Paolo Conte alla Royal Albert Hall: ed è già trionfo

Paolo Conte alla Royal Albert Hall: ed è già trionfo

Le occasioni di sbarcare oltre-Manica per i musicisti di casa nostra che non siano votati alla Classica sono talmente rare…


Le occasioni di sbarcare oltre-Manica per i musicisti di casa nostra che non siano votati alla Classica sono talmente rare che meritano d’essere segnalate. E quando il musicista si chiama Paolo Conte e il palcoscenico è quello della Royal Albert Hall di Londra, la notizia merita il giusto risalto.

Perché gli inglesi saranno anche snob e poco inclini a dedicaresi ai suoni altrui, ma quando c’è la qualità, allora il discorso cambia.

I suoi dischi sono buoni, ma i suoi spettacoli dal vivo sono grandi. Se non lo conoscete, è necessario – immaginare la voce di Tom Waits e l’anima di Cole Porter che abitano il corpo del poeta italiano, pittore e cantautore. La sua musica fonde il cuore e l’anima del jazz ai suoni potenti dell’epoca  delle Big Band, insieme con i ritmi del tango, e vi porterà in un viaggio dalle sale da ballo di Buenos Aires ai juke joint della Louisiana”, si legge nella presentazione.

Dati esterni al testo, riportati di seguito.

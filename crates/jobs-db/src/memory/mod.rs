//! In-process entity store
//!
//! Implements every repository trait over plain collections behind one
//! `RwLock`, enforcing the same (user, job) uniqueness, cascades and
//! missing-parent errors as the PostgreSQL schema. Each operation takes the
//! lock once, so a toggle is a single atomic check-then-act.

mod repositories;
mod state;

use std::sync::Arc;

use parking_lot::RwLock;

use state::State;

/// Shared in-memory store. Clones share the same data.
#[derive(Clone, Default)]
pub struct MemoryStore {
    state: Arc<RwLock<State>>,
}

impl MemoryStore {
    pub fn new() -> Self {
        Self::default()
    }

    /// Like repository view over this store
    pub fn likes(&self) -> MemoryLikes {
        MemoryLikes(self.clone())
    }

    /// Bookmark repository view over this store
    pub fn bookmarks(&self) -> MemoryBookmarks {
        MemoryBookmarks(self.clone())
    }
}

impl std::fmt::Debug for MemoryStore {
    fn fmt(&self, f: &mut std::fmt::Formatter<'_>) -> std::fmt::Result {
        let state = self.state.read();
        f.debug_struct("MemoryStore")
            .field("users", &state.users.len())
            .field("jobs", &state.jobs.len())
            .finish_non_exhaustive()
    }
}

/// Likes stored in a [`MemoryStore`]
#[derive(Clone, Debug)]
pub struct MemoryLikes(MemoryStore);

/// Bookmarks stored in a [`MemoryStore`]
#[derive(Clone, Debug)]
pub struct MemoryBookmarks(MemoryStore);
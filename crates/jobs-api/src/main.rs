//! Jobs API server entry point
//!
//! ```bash
//! cargo run -p jobs-api
//! ```
//!
//! Configuration comes from the environment, with `.env` loaded first.

use jobs_common::{try_init_tracing, AppConfig, TracingConfig};
use tracing::{error, info};

#[tokio::main]
async fn main() {
    let config = match AppConfig::from_env() {
        Ok(config) => config,
        Err(e) => {
            eprintln!("Failed to load configuration: {e}");
            std::process::exit(1);
        }
    };

    if let Err(e) = try_init_tracing(&TracingConfig::for_environment(config.app.env)) {
        eprintln!("Warning: Failed to initialize tracing: {e}");
    }

    info!(
        app = %config.app.name,
        env = ?config.app.env,
        address = %config.api.address(),
        "Starting Jobs API server"
    );

    if let Err(e) = jobs_api::run(config).await {
        error!(error = %e, "Server stopped with an error");
        std::process::exit(1);
    }
}
//! Database connection pool management

mod postgres;

pub use postgres::{apply_schema, create_pool, ping, PoolConfig, SCHEMA_SQL};

// Re-export PgPool for convenience
pub use sqlx::postgres::PgPool;
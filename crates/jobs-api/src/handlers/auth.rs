//! Authentication handlers
//!
//! Registration, login, logout and access-token refresh.

use axum::{extract::State, Json};
use jobs_service::{
    AccessTokenResponse, AuthService, LoginRequest, LoginResponse, LogoutRequest,
    MessageResponse, RefreshTokenRequest, RegisterRequest, RegisterResponse,
};

use crate::extractors::{AuthUser, ValidatedJson};
use crate::response::{ApiResult, Created};
use crate::state::AppState;

/// POST /api/register
pub async fn register(
    State(state): State<AppState>,
    ValidatedJson(request): ValidatedJson<RegisterRequest>,
) -> ApiResult<Created<Json<RegisterResponse>>> {
    let response = AuthService::new(state.service_context()).register(request).await?;
    Ok(Created(Json(response)))
}

/// POST /api/login
pub async fn login(
    State(state): State<AppState>,
    ValidatedJson(request): ValidatedJson<LoginRequest>,
) -> ApiResult<Json<LoginResponse>> {
    let response = AuthService::new(state.service_context()).login(request).await?;
    Ok(Json(response))
}

/// POST /api/token/refresh
pub async fn refresh_token(
    State(state): State<AppState>,
    ValidatedJson(request): ValidatedJson<RefreshTokenRequest>,
) -> ApiResult<Json<AccessTokenResponse>> {
    let response = AuthService::new(state.service_context()).refresh(request).await?;
    Ok(Json(response))
}

/// POST /api/logout
///
/// Revokes the session behind the given refresh token.
pub async fn logout(
    State(state): State<AppState>,
    auth: AuthUser,
    ValidatedJson(request): ValidatedJson<LogoutRequest>,
) -> ApiResult<Json<MessageResponse>> {
    AuthService::new(state.service_context())
        .logout(auth.user_id, request)
        .await?;
    Ok(Json(MessageResponse::new("Logout successful")))
}
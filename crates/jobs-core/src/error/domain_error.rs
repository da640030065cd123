//! Domain errors - error types for the domain layer

use thiserror::Error;

use crate::value_objects::{CommentId, JobId, UserId};

/// Domain layer errors
#[derive(Debug, Error)]
pub enum DomainError {
    // =========================================================================
    // Not Found Errors
    // =========================================================================
    #[error("Job posting not found: {0}")]
    JobNotFound(JobId),

    #[error("User not found: {0}")]
    UserNotFound(UserId),

    #[error("Comment not found: {0}")]
    CommentNotFound(CommentId),

    // =========================================================================
    // Validation Errors
    // =========================================================================
    #[error("Invalid {field}: {reason}")]
    InvalidField { field: &'static str, reason: String },

    #[error("Invalid email format")]
    InvalidEmail,

    // =========================================================================
    // Authorization Errors
    // =========================================================================
    #[error("Not comment author")]
    NotCommentAuthor,

    #[error("You're Not an Admin")]
    NotStaff,

    #[error("Account is inactive")]
    AccountInactive,

    // =========================================================================
    // Conflict Errors
    // =========================================================================
    #[error("Email already in use")]
    EmailAlreadyExists,

    // =========================================================================
    // Infrastructure Errors (wrapped)
    // =========================================================================
    #[error("Database error: {0}")]
    DatabaseError(String),
}

impl DomainError {
    /// Get an error code string for API responses
    pub fn code(&self) -> &'static str {
        match self {
            // Not Found
            Self::JobNotFound(_) => "UNKNOWN_JOB",
            Self::UserNotFound(_) => "UNKNOWN_USER",
            Self::CommentNotFound(_) => "UNKNOWN_COMMENT",

            // Validation
            Self::InvalidField { .. } => "INVALID_FIELD",
            Self::InvalidEmail => "INVALID_EMAIL",

            // Authorization
            Self::NotCommentAuthor => "NOT_COMMENT_AUTHOR",
            Self::NotStaff => "NOT_STAFF",
            Self::AccountInactive => "ACCOUNT_INACTIVE",

            // Conflict
            Self::EmailAlreadyExists => "EMAIL_ALREADY_EXISTS",

            // Infrastructure
            Self::DatabaseError(_) => "DATABASE_ERROR",
        }
    }

    /// Field name for errors that concern a single input field
    pub fn field(&self) -> Option<&'static str> {
        match self {
            Self::InvalidField { field, .. } => Some(field),
            Self::InvalidEmail => Some("email"),
            _ => None,
        }
    }

    /// Check if this is a "not found" error
    pub fn is_not_found(&self) -> bool {
        matches!(
            self,
            Self::JobNotFound(_) | Self::UserNotFound(_) | Self::CommentNotFound(_)
        )
    }

    /// Check if this is a validation error
    pub fn is_validation(&self) -> bool {
        matches!(self, Self::InvalidField { .. } | Self::InvalidEmail)
    }

    /// Check if this is an authorization error
    pub fn is_authorization(&self) -> bool {
        matches!(
            self,
            Self::NotCommentAuthor | Self::NotStaff | Self::AccountInactive
        )
    }

    /// Check if this is a conflict error
    pub fn is_conflict(&self) -> bool {
        matches!(self, Self::EmailAlreadyExists)
    }
}
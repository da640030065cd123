//! Domain entities - core business objects

mod interaction;
mod job;
mod session;
mod user;

pub use interaction::{
    validate_comment_content, validate_share_platform, Bookmark, Comment, Like, Share,
    MAX_COMMENT_LENGTH, MAX_PLATFORM_LENGTH,
};
pub use job::{JobCategory, JobPosting, NewJobPosting, DEFAULT_LOCATION};
pub use session::Session;
pub use user::{NewUser, User};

Anche il Times ha riassunto perfettamente la magia di Conte “egli possiede la rara capacità di evocare un mondo di allucinazioni, mezzo consumato da storie d’amore e lunghe notti solitarie in un bar buio

Conte suonerà il 16 novembre, presentando il suo ultimo lavoro, Nelson (uscito il 12 ottobre) nell’ambito del London Jazz Festival in collaborazione con BBC Radio 3.